**What needs to be done:** Single out the lines of the material that contain "Display" and copy them.

####

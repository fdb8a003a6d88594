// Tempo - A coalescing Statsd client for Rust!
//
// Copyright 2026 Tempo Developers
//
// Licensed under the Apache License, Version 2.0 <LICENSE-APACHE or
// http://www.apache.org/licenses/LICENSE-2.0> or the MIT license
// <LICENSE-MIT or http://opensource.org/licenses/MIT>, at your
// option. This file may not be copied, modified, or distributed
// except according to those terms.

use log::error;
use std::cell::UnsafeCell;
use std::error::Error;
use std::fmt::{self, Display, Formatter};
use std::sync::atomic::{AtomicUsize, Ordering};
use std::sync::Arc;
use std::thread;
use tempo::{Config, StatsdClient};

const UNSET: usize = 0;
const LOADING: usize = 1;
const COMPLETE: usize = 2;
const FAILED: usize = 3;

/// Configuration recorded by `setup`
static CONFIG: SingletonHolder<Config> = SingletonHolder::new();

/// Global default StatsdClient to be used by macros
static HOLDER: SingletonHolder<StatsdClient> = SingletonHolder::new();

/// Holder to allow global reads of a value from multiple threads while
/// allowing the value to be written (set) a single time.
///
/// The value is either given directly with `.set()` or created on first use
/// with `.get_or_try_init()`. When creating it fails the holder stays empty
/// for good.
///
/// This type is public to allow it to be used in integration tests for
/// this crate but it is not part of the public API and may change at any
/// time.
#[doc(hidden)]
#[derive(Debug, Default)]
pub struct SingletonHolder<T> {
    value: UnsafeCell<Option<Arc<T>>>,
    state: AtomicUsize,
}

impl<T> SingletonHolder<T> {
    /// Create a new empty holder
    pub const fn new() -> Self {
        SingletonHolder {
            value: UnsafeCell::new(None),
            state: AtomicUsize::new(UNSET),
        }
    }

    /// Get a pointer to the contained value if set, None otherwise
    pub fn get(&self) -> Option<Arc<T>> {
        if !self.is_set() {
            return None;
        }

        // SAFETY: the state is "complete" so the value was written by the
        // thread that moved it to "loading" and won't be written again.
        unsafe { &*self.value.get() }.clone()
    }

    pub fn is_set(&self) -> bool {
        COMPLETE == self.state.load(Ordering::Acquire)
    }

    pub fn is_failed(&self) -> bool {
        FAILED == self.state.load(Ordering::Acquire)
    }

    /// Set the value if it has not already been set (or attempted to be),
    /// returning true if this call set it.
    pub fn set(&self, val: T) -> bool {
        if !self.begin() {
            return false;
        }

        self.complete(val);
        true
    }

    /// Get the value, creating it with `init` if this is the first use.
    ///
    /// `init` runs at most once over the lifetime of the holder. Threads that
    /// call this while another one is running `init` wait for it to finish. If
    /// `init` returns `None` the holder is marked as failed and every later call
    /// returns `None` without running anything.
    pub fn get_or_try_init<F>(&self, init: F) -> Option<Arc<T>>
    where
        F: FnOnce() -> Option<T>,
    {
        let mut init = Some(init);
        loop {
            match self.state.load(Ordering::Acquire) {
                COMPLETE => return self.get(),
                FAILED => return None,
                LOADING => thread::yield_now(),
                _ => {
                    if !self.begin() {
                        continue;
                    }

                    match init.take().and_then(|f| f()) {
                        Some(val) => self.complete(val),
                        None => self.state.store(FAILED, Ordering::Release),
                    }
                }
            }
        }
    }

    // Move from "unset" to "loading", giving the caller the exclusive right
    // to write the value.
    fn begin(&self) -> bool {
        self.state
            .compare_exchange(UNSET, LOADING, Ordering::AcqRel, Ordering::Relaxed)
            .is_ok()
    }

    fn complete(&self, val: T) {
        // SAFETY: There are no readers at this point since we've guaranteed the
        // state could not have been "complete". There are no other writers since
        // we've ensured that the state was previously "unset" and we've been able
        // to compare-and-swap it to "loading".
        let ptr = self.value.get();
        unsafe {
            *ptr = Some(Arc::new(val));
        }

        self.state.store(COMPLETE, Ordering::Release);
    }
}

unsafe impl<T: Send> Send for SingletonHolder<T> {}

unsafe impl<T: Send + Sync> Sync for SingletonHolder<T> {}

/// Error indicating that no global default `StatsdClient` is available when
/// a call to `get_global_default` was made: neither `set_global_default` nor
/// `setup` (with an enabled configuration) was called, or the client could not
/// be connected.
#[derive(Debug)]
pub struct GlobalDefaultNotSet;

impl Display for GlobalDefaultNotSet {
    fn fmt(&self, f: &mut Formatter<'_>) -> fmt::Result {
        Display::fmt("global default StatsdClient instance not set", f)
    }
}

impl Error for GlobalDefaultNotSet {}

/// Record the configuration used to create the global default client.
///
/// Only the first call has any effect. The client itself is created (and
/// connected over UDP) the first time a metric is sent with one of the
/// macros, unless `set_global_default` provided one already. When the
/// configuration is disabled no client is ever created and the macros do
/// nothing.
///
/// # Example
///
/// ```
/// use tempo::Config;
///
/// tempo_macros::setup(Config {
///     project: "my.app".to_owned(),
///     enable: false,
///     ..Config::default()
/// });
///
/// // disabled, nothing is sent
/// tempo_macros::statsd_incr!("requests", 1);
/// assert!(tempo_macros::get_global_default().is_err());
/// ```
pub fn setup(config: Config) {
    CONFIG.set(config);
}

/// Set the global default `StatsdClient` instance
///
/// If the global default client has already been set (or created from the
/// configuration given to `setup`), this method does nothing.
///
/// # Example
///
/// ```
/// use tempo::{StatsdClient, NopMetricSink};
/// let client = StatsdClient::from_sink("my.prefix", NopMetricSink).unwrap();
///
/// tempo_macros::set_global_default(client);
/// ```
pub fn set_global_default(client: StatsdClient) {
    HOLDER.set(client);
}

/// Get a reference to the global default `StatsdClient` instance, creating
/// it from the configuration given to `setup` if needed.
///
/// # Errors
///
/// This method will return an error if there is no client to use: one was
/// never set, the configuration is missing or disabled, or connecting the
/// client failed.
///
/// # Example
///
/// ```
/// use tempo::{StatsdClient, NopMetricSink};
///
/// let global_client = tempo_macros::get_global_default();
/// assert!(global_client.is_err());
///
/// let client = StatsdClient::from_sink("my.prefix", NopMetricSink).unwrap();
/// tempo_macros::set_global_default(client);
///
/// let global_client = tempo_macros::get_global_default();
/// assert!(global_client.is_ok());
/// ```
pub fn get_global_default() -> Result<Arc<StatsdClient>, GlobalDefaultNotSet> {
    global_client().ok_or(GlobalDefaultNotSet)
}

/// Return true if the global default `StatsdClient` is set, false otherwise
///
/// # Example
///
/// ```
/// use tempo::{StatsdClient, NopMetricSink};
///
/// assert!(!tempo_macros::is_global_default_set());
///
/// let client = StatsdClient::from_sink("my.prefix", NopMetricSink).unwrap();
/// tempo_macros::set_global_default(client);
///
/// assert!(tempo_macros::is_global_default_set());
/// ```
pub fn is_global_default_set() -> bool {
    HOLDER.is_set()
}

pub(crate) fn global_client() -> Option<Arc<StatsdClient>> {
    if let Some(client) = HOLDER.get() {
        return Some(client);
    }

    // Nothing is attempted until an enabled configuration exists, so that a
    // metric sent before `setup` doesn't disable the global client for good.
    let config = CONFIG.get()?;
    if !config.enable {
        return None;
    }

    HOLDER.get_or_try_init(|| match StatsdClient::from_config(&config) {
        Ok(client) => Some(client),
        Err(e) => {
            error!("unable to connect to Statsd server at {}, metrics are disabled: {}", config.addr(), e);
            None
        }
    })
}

####

**Written answer:**
use std::fmt::{self, Display, Formatter};
impl Display for GlobalDefaultNotSet {
        Display::fmt("global default StatsdClient instance not set", f)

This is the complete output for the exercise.